# [Exercise materials]
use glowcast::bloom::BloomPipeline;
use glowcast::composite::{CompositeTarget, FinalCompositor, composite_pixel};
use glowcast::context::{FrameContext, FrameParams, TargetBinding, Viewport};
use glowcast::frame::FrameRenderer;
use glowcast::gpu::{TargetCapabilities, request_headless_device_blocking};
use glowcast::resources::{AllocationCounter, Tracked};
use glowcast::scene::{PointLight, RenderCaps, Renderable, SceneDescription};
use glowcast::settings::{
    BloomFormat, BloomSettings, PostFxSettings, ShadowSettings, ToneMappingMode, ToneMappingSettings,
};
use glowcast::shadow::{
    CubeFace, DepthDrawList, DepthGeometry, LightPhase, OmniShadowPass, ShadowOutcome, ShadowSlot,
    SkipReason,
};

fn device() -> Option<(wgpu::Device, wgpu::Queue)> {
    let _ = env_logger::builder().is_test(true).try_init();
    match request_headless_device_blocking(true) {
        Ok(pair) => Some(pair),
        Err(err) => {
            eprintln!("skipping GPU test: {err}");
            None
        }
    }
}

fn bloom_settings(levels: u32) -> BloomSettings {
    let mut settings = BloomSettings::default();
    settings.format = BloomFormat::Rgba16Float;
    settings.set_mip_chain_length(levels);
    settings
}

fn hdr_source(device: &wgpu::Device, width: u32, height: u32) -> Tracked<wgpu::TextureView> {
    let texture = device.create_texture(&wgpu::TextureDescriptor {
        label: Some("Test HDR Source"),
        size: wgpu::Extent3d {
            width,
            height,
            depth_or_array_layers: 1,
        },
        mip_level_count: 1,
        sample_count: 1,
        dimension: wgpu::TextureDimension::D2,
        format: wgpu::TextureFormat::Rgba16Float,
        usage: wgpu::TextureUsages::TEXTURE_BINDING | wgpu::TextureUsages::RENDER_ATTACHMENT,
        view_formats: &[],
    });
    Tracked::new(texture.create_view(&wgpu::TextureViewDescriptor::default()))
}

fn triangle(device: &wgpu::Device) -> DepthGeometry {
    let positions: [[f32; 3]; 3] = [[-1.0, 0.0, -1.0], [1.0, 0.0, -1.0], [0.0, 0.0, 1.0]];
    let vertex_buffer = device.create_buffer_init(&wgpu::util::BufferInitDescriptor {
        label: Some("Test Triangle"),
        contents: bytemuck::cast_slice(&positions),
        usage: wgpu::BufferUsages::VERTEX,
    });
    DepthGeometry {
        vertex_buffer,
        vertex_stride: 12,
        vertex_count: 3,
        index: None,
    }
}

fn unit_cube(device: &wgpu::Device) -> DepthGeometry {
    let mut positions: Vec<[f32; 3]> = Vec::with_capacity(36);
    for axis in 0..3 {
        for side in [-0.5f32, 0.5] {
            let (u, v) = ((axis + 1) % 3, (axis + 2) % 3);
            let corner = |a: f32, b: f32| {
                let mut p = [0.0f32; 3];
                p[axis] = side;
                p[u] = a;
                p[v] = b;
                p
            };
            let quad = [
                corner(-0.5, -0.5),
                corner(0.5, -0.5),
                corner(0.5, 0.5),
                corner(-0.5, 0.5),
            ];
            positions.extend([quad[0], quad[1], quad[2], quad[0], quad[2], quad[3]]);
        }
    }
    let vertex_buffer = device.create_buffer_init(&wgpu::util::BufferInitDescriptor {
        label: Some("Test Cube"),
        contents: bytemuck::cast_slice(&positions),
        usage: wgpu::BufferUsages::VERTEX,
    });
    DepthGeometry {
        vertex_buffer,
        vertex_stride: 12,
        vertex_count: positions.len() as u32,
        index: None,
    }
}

---

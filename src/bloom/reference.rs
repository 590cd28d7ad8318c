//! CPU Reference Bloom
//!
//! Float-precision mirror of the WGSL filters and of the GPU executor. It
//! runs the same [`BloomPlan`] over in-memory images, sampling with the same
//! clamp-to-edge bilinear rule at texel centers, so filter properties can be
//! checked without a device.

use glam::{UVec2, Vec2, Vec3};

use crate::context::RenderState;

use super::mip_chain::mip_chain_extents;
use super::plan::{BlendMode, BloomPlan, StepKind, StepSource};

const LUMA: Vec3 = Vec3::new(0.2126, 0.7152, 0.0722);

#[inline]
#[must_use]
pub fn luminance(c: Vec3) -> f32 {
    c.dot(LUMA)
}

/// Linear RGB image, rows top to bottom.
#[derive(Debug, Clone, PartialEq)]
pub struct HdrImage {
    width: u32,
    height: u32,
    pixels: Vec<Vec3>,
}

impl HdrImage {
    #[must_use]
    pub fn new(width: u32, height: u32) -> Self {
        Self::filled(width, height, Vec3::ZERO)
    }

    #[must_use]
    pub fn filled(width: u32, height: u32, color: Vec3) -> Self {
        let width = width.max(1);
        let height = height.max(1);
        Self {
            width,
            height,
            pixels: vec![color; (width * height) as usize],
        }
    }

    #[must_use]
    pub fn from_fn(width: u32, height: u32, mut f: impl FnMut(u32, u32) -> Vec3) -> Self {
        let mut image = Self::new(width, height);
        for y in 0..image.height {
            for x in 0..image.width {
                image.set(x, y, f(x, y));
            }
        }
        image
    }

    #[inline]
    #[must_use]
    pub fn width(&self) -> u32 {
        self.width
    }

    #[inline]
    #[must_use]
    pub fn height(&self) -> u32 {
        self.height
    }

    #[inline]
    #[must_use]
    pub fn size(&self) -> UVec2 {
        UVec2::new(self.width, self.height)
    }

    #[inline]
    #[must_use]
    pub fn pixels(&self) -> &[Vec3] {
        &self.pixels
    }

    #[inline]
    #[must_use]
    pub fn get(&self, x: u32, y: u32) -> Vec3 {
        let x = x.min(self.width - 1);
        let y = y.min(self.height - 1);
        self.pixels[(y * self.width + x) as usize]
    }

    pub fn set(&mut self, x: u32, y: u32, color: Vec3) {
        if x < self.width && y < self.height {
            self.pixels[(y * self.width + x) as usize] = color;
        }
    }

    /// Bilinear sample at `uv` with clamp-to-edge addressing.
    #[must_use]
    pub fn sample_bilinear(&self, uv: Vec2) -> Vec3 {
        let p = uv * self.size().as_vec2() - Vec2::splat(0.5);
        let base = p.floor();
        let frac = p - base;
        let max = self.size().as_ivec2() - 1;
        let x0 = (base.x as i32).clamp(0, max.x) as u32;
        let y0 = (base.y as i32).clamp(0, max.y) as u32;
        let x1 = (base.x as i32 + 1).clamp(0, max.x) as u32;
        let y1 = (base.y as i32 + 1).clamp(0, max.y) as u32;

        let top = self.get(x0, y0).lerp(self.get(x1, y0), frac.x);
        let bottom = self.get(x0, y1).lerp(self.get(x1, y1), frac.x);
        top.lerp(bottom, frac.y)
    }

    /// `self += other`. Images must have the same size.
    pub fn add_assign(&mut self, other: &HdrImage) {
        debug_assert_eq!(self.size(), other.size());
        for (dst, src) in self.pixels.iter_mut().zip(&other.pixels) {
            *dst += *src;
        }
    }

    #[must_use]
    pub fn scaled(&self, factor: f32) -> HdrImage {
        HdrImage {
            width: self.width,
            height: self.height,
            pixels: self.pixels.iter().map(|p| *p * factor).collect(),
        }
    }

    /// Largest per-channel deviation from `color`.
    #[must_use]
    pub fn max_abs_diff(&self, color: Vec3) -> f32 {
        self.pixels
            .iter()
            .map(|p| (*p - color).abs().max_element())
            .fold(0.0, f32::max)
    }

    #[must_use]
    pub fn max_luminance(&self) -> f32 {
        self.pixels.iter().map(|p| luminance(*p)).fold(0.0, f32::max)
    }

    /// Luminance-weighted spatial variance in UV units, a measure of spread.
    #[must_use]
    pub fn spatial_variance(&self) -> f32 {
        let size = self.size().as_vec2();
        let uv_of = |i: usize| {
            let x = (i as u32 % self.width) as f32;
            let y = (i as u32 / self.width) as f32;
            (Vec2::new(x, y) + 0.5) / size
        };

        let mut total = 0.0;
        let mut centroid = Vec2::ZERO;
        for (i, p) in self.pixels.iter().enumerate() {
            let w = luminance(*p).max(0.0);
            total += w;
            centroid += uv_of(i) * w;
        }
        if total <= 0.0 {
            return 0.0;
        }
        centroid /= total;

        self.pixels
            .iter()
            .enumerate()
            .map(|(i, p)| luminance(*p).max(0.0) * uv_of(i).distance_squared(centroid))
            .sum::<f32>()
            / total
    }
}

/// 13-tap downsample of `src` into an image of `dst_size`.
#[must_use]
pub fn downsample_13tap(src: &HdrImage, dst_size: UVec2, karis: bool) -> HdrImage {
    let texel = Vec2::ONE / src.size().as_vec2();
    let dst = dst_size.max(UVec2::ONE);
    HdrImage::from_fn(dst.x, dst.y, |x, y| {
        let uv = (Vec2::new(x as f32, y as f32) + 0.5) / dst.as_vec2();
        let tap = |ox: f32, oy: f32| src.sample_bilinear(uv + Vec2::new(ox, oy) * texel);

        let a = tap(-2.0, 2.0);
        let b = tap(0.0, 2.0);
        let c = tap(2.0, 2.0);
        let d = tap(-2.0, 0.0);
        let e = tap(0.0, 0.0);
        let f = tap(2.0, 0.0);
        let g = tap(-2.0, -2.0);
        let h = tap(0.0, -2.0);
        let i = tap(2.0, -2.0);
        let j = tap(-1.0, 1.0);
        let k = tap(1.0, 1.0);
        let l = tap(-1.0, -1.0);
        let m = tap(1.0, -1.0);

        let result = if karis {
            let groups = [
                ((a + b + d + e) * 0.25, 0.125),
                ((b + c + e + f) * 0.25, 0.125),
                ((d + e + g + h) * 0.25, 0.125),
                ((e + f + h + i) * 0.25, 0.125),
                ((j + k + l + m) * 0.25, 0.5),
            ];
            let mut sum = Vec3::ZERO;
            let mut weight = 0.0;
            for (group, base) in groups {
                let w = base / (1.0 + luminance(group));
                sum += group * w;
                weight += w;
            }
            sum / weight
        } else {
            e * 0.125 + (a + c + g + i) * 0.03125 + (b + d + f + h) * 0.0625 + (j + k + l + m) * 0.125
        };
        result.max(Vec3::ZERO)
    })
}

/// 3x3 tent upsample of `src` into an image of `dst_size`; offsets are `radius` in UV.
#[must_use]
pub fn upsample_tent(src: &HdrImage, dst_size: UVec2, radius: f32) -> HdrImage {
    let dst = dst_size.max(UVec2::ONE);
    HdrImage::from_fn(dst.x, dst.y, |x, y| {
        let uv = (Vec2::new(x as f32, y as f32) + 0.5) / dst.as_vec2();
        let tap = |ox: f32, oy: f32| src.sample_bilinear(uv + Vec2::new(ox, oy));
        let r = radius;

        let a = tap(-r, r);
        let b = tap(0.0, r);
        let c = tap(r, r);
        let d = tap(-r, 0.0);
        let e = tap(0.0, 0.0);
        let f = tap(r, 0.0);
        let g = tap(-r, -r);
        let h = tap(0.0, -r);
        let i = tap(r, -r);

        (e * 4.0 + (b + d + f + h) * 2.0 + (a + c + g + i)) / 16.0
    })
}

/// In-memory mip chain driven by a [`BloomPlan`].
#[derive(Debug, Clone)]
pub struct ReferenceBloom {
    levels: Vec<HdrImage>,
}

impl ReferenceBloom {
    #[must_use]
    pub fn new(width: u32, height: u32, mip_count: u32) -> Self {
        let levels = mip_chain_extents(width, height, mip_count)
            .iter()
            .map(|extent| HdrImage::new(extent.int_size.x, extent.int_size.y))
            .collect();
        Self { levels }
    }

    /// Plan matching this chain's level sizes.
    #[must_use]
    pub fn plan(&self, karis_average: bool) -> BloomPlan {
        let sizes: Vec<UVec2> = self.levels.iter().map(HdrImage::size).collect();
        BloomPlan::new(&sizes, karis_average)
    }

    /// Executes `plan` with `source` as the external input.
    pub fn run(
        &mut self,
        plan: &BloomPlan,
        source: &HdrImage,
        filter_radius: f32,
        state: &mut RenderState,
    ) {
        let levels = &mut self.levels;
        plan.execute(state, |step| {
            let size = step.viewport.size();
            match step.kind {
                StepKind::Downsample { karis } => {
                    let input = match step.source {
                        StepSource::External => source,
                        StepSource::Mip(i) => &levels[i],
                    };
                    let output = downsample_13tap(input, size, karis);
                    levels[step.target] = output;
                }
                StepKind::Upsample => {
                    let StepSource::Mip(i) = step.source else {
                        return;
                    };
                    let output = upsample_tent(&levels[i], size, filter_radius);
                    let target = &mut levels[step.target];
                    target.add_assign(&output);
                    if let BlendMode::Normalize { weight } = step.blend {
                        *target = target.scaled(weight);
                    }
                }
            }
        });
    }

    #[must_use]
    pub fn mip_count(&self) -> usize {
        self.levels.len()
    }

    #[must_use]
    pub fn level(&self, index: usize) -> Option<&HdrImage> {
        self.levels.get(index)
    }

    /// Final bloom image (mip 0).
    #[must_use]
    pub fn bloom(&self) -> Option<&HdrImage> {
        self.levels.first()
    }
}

# [Problem]
All lines above from the one containing "let height = height.max(1);" to the one containing "pub fn width(&self)" must be repeated exactly, both lines included, and no others.

# [Exercise output]
        let height = height.max(1);
        Self {
            width,
            height,
            pixels: vec![color; (width * height) as usize],
        }
    }

    #[must_use]
    pub fn from_fn(width: u32, height: u32, mut f: impl FnMut(u32, u32) -> Vec3) -> Self {
        let mut image = Self::new(width, height);
        for y in 0..image.height {
            for x in 0..image.width {
                image.set(x, y, f(x, y));
            }
        }
        image
    }

    #[inline]
    #[must_use]
    pub fn width(&self) -> u32 {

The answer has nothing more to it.